Work instructions:
How many of the lines below contain "stderr"? Reply with only that figure.

Data:
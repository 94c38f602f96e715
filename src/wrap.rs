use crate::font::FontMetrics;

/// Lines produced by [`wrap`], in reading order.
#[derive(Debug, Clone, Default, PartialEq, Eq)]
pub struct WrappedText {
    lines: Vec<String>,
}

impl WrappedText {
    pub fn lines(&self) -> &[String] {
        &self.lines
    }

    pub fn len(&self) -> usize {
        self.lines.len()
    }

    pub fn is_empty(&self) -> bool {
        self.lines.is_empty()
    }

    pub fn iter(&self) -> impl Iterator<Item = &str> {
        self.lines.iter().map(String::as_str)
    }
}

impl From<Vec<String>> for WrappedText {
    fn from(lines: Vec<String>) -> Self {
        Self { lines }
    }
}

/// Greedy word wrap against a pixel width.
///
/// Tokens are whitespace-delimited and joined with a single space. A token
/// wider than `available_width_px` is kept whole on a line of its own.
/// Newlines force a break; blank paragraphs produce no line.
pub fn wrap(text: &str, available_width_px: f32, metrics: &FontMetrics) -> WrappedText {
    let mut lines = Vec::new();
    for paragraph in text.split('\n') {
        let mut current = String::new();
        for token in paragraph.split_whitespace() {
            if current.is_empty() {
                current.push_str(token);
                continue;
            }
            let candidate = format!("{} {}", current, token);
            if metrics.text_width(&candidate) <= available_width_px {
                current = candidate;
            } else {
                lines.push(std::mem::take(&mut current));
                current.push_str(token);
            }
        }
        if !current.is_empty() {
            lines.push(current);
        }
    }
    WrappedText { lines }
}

==

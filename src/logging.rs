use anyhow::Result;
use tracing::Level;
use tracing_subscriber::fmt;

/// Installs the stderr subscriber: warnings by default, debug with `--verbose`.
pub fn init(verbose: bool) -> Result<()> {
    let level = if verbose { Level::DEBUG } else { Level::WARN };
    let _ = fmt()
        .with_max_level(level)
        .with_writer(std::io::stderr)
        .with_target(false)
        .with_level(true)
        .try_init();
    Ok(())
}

Answer section:
2